We’ve made it to New Year’s Eve! Now we can all believe in magic for one night, as though we all get a reset/restart button in our lives and anything is possible and everything could change for the better, if we want it to, if we try, if we are open to the potential of a brand new year. I think many of us could use that feeling of a fresh start.
I’m not the person I was a couple of months ago, let alone an entire year ago. I (and this is the big one) haven’t been sad in so long. I haven’t fallen into sadness. There are people here who I have found who love me and who make Columbus home. There are people I love who make me feel like everything is going to be okay. I’m not sad anymore. I’m not sad anymore!
This is an ode to the past year, to how lonely and insecure I felt in the years prior, and how now, in 2014, I haven’t felt that way in ages. I’ve grown a great deal since I’ve been in college, especially during my third year. This year has, hands down, been the best year of my entire life thus far. There is nothing frivolous about being content, I realized. There’s no shallowness in wanting to be happy, always. I was so sick of feeling like my entire life was caving into my chest.
Oh, my stars, I’m so glad that even in this Ohio winter, I still feel so much summer inside of me.

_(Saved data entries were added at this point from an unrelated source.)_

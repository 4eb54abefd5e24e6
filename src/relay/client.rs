//! Outbound HTTP client.

use std::time::Duration;

use async_trait::async_trait;
use axum::http::StatusCode;
use thiserror::Error;

use crate::relay::request::OutboundRequestSpec;

/// Raw partner response: status plus body text.
#[derive(Debug, Clone)]
pub struct UpstreamResponse {
    pub status: StatusCode,
    pub body: String,
}

/// A call that never produced a complete response.
#[derive(Debug, Clone, Error)]
pub enum TransportError {
    #[error("no response within {}s", .0.as_secs())]
    Timeout(Duration),

    #[error("{0}")]
    Unavailable(String),
}

/// Executes outbound partner calls.
#[async_trait]
pub trait UpstreamClient: Send + Sync {
    async fn execute(&self, request: &OutboundRequestSpec) -> Result<UpstreamResponse, TransportError>;
}

/// `reqwest`-backed client; one instance shares its connection pool across calls.
#[derive(Debug, Clone)]
pub struct ReqwestUpstream {
    client: reqwest::Client,
}

impl ReqwestUpstream {
    pub fn new(client: reqwest::Client) -> Self {
        Self { client }
    }
}

#[async_trait]
impl UpstreamClient for ReqwestUpstream {
    async fn execute(&self, request: &OutboundRequestSpec) -> Result<UpstreamResponse, TransportError> {
        let classify = |e: reqwest::Error| {
            if e.is_timeout() {
                TransportError::Timeout(request.timeout)
            } else {
                TransportError::Unavailable(e.to_string())
            }
        };

        let mut builder = self
            .client
            .request(request.method.clone(), request.url.clone())
            .headers(request.headers.clone())
            .timeout(request.timeout);
        if let Some(body) = &request.body {
            builder = builder.json(body);
        }

        let response = builder.send().await.map_err(classify)?;
        let status = response.status();
        let body = response.text().await.map_err(classify)?;

        Ok(UpstreamResponse { status, body })
    }
}
//! Configuration loading from disk and environment.

use std::fs;
use std::path::Path;

use thiserror::Error;

use crate::config::schema::RelayConfig;

/// Error type for configuration loading.
#[derive(Debug, Error)]
pub enum ConfigError {
    #[error("IO error: {0}")]
    Io(#[from] std::io::Error),

    #[error("Parse error: {0}")]
    Parse(#[from] toml::de::Error),
}

/// Load configuration from an optional TOML file, then apply environment overrides.
pub fn load_config(path: Option<&Path>) -> Result<RelayConfig, ConfigError> {
    let mut config = match path {
        Some(path) => {
            let content = fs::read_to_string(path)?;
            toml::from_str(&content)?
        }
        None => RelayConfig::default(),
    };

    apply_env_overrides(&mut config, |key| std::env::var(key).ok());
    Ok(config)
}

/// Overlay process environment values onto `config`.
///
/// Unset variables leave the current value in place; set-but-empty variables
/// clear it.
pub fn apply_env_overrides<F>(config: &mut RelayConfig, lookup: F)
where
    F: Fn(&str) -> Option<String>,
{
    let targets: [(&str, &mut String); 8] = [
        ("CLEARTRIP_BASE_URL", &mut config.hotel.base_url),
        ("CLEARTRIP_API_KEY", &mut config.hotel.api_key),
        ("FLIGHT_BASE_URL", &mut config.flight.base_url),
        ("FLIGHT_USERNAME", &mut config.flight.username),
        ("FLIGHT_PASSWORD", &mut config.flight.password),
        ("FLIGHT_TENANT_ID", &mut config.flight.tenant_id),
        ("DATABASE_URL", &mut config.catalog.database_url),
        ("BIND_ADDRESS", &mut config.listener.bind_address),
    ];

    for (key, slot) in targets {
        if let Some(value) = lookup(key) {
            *slot = value;
        }
    }
}

#[cfg(test)]
mod tests {
    use super::*;
    use std::collections::HashMap;

    #[test]
    fn test_env_overrides_file_values() {
        let mut config = RelayConfig::default();
        config.hotel.api_key = "from-file".into();

        let env: HashMap<&str, &str> = [
            ("CLEARTRIP_API_KEY", "from-env"),
            ("FLIGHT_TENANT_ID", "tenant-9"),
        ]
        .into_iter()
        .collect();
        apply_env_overrides(&mut config, |k| env.get(k).map(|v| v.to_string()));

        assert_eq!(config.hotel.api_key, "from-env");
        assert_eq!(config.flight.tenant_id, "tenant-9");
        assert_eq!(config.hotel.base_url, "https://api.cleartrip.com");
    }

    #[test]
    fn test_missing_file_is_an_error() {
        let result = load_config(Some(Path::new("definitely-missing-relay.toml")));
        assert!(matches!(result, Err(ConfigError::Io(_))));
    }

    #[test]
    fn test_load_from_file() {
        let path = std::env::temp_dir().join("cleartrip_relay_loader_test.toml");
        fs::write(
            &path,
            "[timeouts]\nrequest_secs = 45\n\n[flight]\nbase_url = \"https://f.example\"\n",
        )
        .unwrap();

        let config = load_config(Some(&path)).unwrap();
        assert_eq!(config.timeouts.request_secs, 45);
        assert_eq!(config.timeouts.content_secs, 60);

        std::fs::remove_file(&path).unwrap_or_default();
    }
}
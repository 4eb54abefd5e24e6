//! Catalog query and row types.

use serde::{Deserialize, Serialize};

pub const DEFAULT_LIMIT: u32 = 50;
pub const MAX_LIMIT: u32 = 500;

/// Filters for a catalog lookup. Every filter is optional.
#[derive(Debug, Clone, Default, PartialEq, Eq, Deserialize)]
pub struct CatalogQuery {
    /// Case-insensitive name prefix.
    pub name: Option<String>,
    /// Type tag, e.g. `city` or `hotel`.
    #[serde(rename = "type")]
    pub kind: Option<String>,
    pub parent_id: Option<i64>,
    pub limit: Option<u32>,
    pub offset: Option<u32>,
}

impl CatalogQuery {
    /// Page size clamped to `1..=MAX_LIMIT`.
    pub fn limit(&self) -> u32 {
        self.limit.unwrap_or(DEFAULT_LIMIT).clamp(1, MAX_LIMIT)
    }

    pub fn offset(&self) -> u32 {
        self.offset.unwrap_or(0)
    }

    /// Non-empty name prefix, if any.
    pub fn name_prefix(&self) -> Option<&str> {
        self.name.as_deref().map(str::trim).filter(|n| !n.is_empty())
    }
}

/// One catalog entry.
#[derive(Debug, Clone, PartialEq, Serialize, sqlx::FromRow)]
pub struct CatalogRow {
    pub id: i64,
    pub name: String,
    #[serde(rename = "type")]
    #[sqlx(rename = "location_type")]
    pub kind: String,
    pub parent_id: Option<i64>,
    pub latitude: Option<f64>,
    pub longitude: Option<f64>,
    pub search_enabled: bool,
}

There are so many beautiful things in this world, so many beautiful people, so much love. Even if this life gets a little cramped and crooked sometimes, it’s all we’ve got y’know? This world is all we’ve got. There are so many things to love about it. You just have to learn how to see the light; how to make wishes on stars; how to see beauty in broken things; how to love those broken things like they aren’t so fragile.
Yes, I know being happy is hard and often temperamental, but you have to do things that scare the hell out of you sometimes. Have to kiss people that might not kiss you back. Have to get your hands a little dirty. Have to think about what it means to change, what it means to start over, what it means to live, what it means to feel your knees buckling beneath the weight of all these beautiful things. I’ve learned that it’s okay to feel lonely as long as you know that you’re not alone. And let me tell you, from one stranger to another, you are never alone.
2014 was weird and wonderful. Good things, bad things, yelling positive things everywhere I went, thrusting myself entirely out of my comfort zone, trying new thing after new thing, detoxifying my relationships.
I learned – or rather, I put into practice – that you can’t keep anyone in your life who doesn’t make you feel infinite. I learned that it is ok to be selfish sometimes, that being myself does not require an apology or disclaimer, that as a woman, I should never apologize for taking up space (I have just as much of a right to speak my mind as the next guy), and most importantly, I learned the power of unapologetically saying no. No. “No” is a complete sentence and requires zero justification or explanation.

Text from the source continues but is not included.